2 Materials and methods

2.1 Study area

The study area is located in the central region of Zhangjiakou City, northwest Hebei Province (Fig 1A). It encompasses the central urban districts (Qiaodong District, Qiaoxi District), as well as Xuanhua District and Wanquan District. This region serves as the central hub for social and economic activities in Zhangjiakou, despite its fragile ecological environment. It is bordered by surrounding counties, including Zhangbei, Chongli, Chicheng, Huailai, and Zhuolu. The area spans geographical coordinates from approximately 114°09’42.76" to 115°19’53" east longitude and from 40°26’58" to 40°57’38" north latitude, covering approximately 1942.855 km². The study area is situated in the northern cold temperate continental monsoon climate zone. It has an average annual temperature of 5.7°C and a multi-year average precipitation of 370.73 mm. Precipitation mainly occurs from June to September, while the average annual water surface evaporation is 1768.65 mm.
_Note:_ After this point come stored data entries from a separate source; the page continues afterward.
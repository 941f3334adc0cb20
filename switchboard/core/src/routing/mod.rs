//! Adaptive Provider Routing
//!
//! Health-aware dispatch of generation requests across interchangeable
//! providers, with a per-provider circuit breaker and a one-step fallback to
//! the local provider.
//!
//! # Architecture
//!
//! ```text
//! +------------------+
//! |  AdaptiveRouter  |  <-- Entry point for all generation requests
//! +--------+---------+
//!          |
//!    +-----+---------------+
//!    |                     |
//!    v                     v
//! +----------------+  +---------+
//! | CircuitBreaker |  | Scorer  |  <-- Which providers are usable, which is best
//! +-------+--------+  +----+----+
//!         |                |
//!         v                v
//! +-----------------+  +-----------------+
//! | MetricsRegistry |  | ProviderCatalog |  <-- Live health / static capability
//! +-----------------+  +-----------------+
//! ```
//!
//! # Design Principles
//!
//! 1. **Reactive health**: only windowed statistics, no forecasting
//! 2. **Always attempt something**: an open circuit never leaves a request without a provider
//! 3. **Bounded fallback**: at most one extra call per request
//! 4. **No timers**: expired circuits are cleared by the next observer

pub mod catalog;
pub mod circuit;
pub mod config;
pub mod metrics;
pub mod router;
pub mod scorer;

#[cfg(test)]
pub mod test_utils;

pub use catalog::{
    ProviderCatalog, ProviderProfile, ReasoningTier, SpeedTier, DEFAULT_REASONING_WEIGHT,
};
pub use circuit::{CircuitBreaker, CircuitState};
pub use config::{CircuitBreakerConfig, RouterConfig, ScoreWeights};
pub use metrics::{MetricsRegistry, ProviderHealth, ProviderSnapshot};
pub use router::{
    AdaptiveRouter, Availability, OverallStatus, ProviderStatus, RouteRequest, RouteResponse,
    RouterError, RoutingDecision, RoutingReason, StatusReport,
};
pub use scorer::{score, score_components, select_best_by, ScoreComponents, ScoreInputs, Scorer};
//! Gemini Provider
//!
//! Client for Google's `generateContent` REST API.
//!
//! - `POST {base}/models/{model}:generateContent?key=...`
//! - `GET {base}/models/{default}?key=...` as the reachability probe

use std::time::Duration;

use async_trait::async_trait;
use serde::Deserialize;

use super::error::ProviderError;
use super::http::{read_json, send_with_retry, PooledClient, RetryPolicy, PROBE_TIMEOUT};
use super::id::ProviderId;
use super::traits::{GenerateRequest, LlmProvider};

/// Default Gemini API base
pub const GEMINI_BASE_URL: &str = "https://generativelanguage.googleapis.com/v1beta";

/// Model used when the caller's model is blank or not a Gemini model
pub const GEMINI_DEFAULT_MODEL: &str = "gemini-1.5-flash";

/// Gemini calls are slow to first byte; the HTTP timeout never goes below this
const MIN_CLIENT_TIMEOUT: Duration = Duration::from_secs(45);

const MAX_OUTPUT_TOKENS: u32 = 8192;
const MAX_TEMPERATURE: f32 = 2.0;

#[derive(Debug, Deserialize)]
struct GenerateContentResponse {
    #[serde(default)]
    candidates: Vec<Candidate>,
}

#[derive(Debug, Deserialize)]
struct Candidate {
    #[serde(default)]
    content: Option<Content>,
}

#[derive(Debug, Deserialize)]
struct Content {
    #[serde(default)]
    parts: Vec<Part>,
}

#[derive(Debug, Deserialize)]
struct Part {
    #[serde(default)]
    text: Option<String>,
}

impl GenerateContentResponse {
    fn into_text(self) -> String {
        self.candidates
            .into_iter()
            .next()
            .and_then(|c| c.content)
            .and_then(|c| c.parts.into_iter().next())
            .and_then(|p| p.text)
            .map(|t| t.trim().to_string())
            .unwrap_or_default()
    }
}

/// Map a caller-supplied model onto a Gemini model name
#[must_use]
pub fn resolve_model(model: &str) -> &str {
    let model = model.trim();
    if model.starts_with("gemini-") {
        model
    } else {
        GEMINI_DEFAULT_MODEL
    }
}

/// Gemini API client
#[derive(Debug)]
pub struct GeminiProvider {
    base_url: String,
    api_key: Option<String>,
    client: PooledClient,
    retry: RetryPolicy,
}

impl GeminiProvider {
    /// Create a new client. `timeout` is raised to the 45s floor when lower.
    #[must_use]
    pub fn new(base_url: Option<String>, api_key: Option<String>, timeout: Duration) -> Self {
        let base_url = base_url.unwrap_or_else(|| GEMINI_BASE_URL.to_string());
        Self {
            base_url: base_url.trim_end_matches('/').to_string(),
            api_key: api_key.filter(|k| !k.trim().is_empty()),
            client: PooledClient::new(timeout.max(MIN_CLIENT_TIMEOUT)),
            retry: RetryPolicy::default(),
        }
    }

    /// Replace the internal retry policy
    #[must_use]
    pub fn with_retry(mut self, retry: RetryPolicy) -> Self {
        self.retry = retry;
        self
    }

    fn generate_url(&self, model: &str) -> String {
        format!("{}/models/{}:generateContent", self.base_url, model)
    }

    fn require_key(&self) -> Result<&str, ProviderError> {
        self.api_key
            .as_deref()
            .ok_or_else(|| ProviderError::missing_key(ProviderId::Gemini, "GEMINI_API_KEY"))
    }
}

#[async_trait]
impl LlmProvider for GeminiProvider {
    fn id(&self) -> ProviderId {
        ProviderId::Gemini
    }

    fn has_credentials(&self) -> bool {
        self.api_key.is_some()
    }

    async fn generate(&self, request: &GenerateRequest) -> Result<String, ProviderError> {
        let key = self.require_key()?;
        let client = self.client.get(ProviderId::Gemini)?;
        let url = self.generate_url(resolve_model(&request.model));
        let body = serde_json::json!({
            "contents": [{ "parts": [{ "text": request.prompt }] }],
            "generationConfig": {
                "temperature": request.temperature.clamp(0.0, MAX_TEMPERATURE),
                "maxOutputTokens": MAX_OUTPUT_TOKENS,
            },
        });

        let response = send_with_retry(ProviderId::Gemini, &self.retry, || {
            client.post(&url).query(&[("key", key)]).json(&body)
        })
        .await?;

        let parsed: GenerateContentResponse = read_json(ProviderId::Gemini, response).await?;
        Ok(parsed.into_text())
    }

    async fn check_reachable(&self) -> bool {
        let (Ok(key), Ok(client)) = (self.require_key(), self.client.get(ProviderId::Gemini))
        else {
            return false;
        };
        client
            .get(format!("{}/models/{}", self.base_url, GEMINI_DEFAULT_MODEL))
            .query(&[("key", key)])
            .timeout(PROBE_TIMEOUT)
            .send()
            .await
            .is_ok_and(|r| r.status().is_success())
    }

    async fn close(&self) {
        if self.client.close() {
            tracing::debug!(provider = %ProviderId::Gemini, "Released HTTP connection pool");
        }
    }
}
impl ProviderHealth {
    /// Create an empty record
    #[must_use]
    pub fn new(provider: ProviderId, circuit_config: CircuitBreakerConfig, ewma_alpha: f64) -> Self {
        Self {
            provider,
            circuit_config,
            ewma_alpha,
            state: Mutex::new(HealthState::default()),
        }
    }

    /// Record a successful call that took `latency_ms`
    ///
    /// Does not touch the circuit: a success while open does not close it.
    pub fn record_success(&self, latency_ms: f64) {
        let alpha = self.ewma_alpha;
        let mut state = self.state.lock();
        state.total += 1;
        state.successes += 1;
        state.avg_latency_ms = Some(match state.avg_latency_ms {
            None => latency_ms,
            Some(avg) => avg * (1.0 - alpha) + latency_ms * alpha,
        });
    }

    /// Record a failed call at `now`
    ///
    /// Prunes failures older than the window and (re)opens the circuit once
    /// the threshold is reached. Re-opening an open circuit restarts the cooldown.
    /// A stamp older than the newest recorded failure is treated as that failure's.
    pub fn record_failure_at(&self, now: Instant) {
        let failure_window = self.circuit_config.failure_window;
        let cooldown = self.circuit_config.cooldown;

        let mut state = self.state.lock();
        // Keep the window sorted so pruning from the front stays exact
        let now = state
            .recent_failures
            .back()
            .map_or(now, |newest| now.max(*newest));
        state.total += 1;
        state.failures += 1;
        state.last_failure_at = Some(now);
        state.recent_failures.push_back(now);

        if let Some(cutoff) = now.checked_sub(failure_window) {
            while state.recent_failures.front().is_some_and(|t| *t < cutoff) {
                state.recent_failures.pop_front();
            }
        }

        let recent = state.recent_failures.len();
        if recent >= self.circuit_config.failure_threshold {
            state.circuit.trip(now, cooldown);
            drop(state);
            tracing::warn!(
                provider = %self.provider,
                recent_failures = recent,
                cooldown_secs = cooldown.as_secs(),
                "Circuit breaker opened"
            );
        }
    }

    /// Circuit state at `now`, clearing it if the cooldown has elapsed
    pub fn circuit_state_at(&self, now: Instant) -> CircuitState {
        let (circuit, cleared) = self.state.lock().circuit.observe(now);
        if cleared {
            tracing::info!(provider = %self.provider, "Circuit breaker closed after cooldown");
        }
        circuit
    }

    /// Unrounded inputs for scoring
    #[must_use]
    pub fn score_inputs(&self, reasoning_weight: f64) -> ScoreInputs {
        let state = self.state.lock();
        ScoreInputs {
            failure_rate: state.failure_rate(),
            avg_latency_ms: state.avg_latency_ms.unwrap_or(0.0),
            reasoning_weight,
        }
    }

    /// Read-only view at `now`
    pub fn snapshot_at(&self, now: Instant) -> ProviderSnapshot {
        let circuit = self.circuit_state_at(now);
        let state = self.state.lock();
        let cutoff = now.checked_sub(self.circuit_config.failure_window);
        let recent_failures = state
            .recent_failures
            .iter()
            .filter(|t| !cutoff.is_some_and(|c| **t < c))
            .count();

        ProviderSnapshot {
            provider: self.provider,
            total_requests: state.total,
            successes: state.successes,
            failures: state.failures,
            failure_rate: round_to(state.failure_rate(), 4),
            avg_latency_ms: round_to(state.avg_latency_ms.unwrap_or(0.0), 2),
            circuit_open: circuit.is_open(),
            recent_failures,
            cooldown_remaining_ms: match circuit {
                CircuitState::Open { remaining } => Some(millis(remaining)),
                CircuitState::Closed => None,
            },
            secs_since_last_failure: state
                .last_failure_at
                .map(|t| now.saturating_duration_since(t).as_secs()),
        }
    }
}

impl std::fmt::Debug for ProviderHealth {
    fn fmt(&self, f: &mut std::fmt::Formatter<'_>) -> std::fmt::Result {
        let state = self.state.lock();
        f.debug_struct("ProviderHealth")
            .field("provider", &self.provider)
            .field("total", &state.total)
            .field("failures", &state.failures)
            .field("recent_failures", &state.recent_failures.len())
            .finish()
    }
}

fn round_to(value: f64, decimals: i32) -> f64 {
    let factor = 10f64.powi(decimals);
    (value * factor).round() / factor
}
This area is part of the Yongding River system within the Hai River basin, with the Yang River and its tributaries as the main waterways. The Yang River flows 106 km from west to east, converging with the Sanggan River at Jiahe Village in Huailai County. It then continues eastward for 10.5 km, entering the Guanting Reservoir before merging with the Yongding River. The study area is dominated by agricultural industries such as animal husbandry, vegetables, potatoes, and maize. Industrial activities mainly involve energy, mining, metallurgy, machinery, and food processing.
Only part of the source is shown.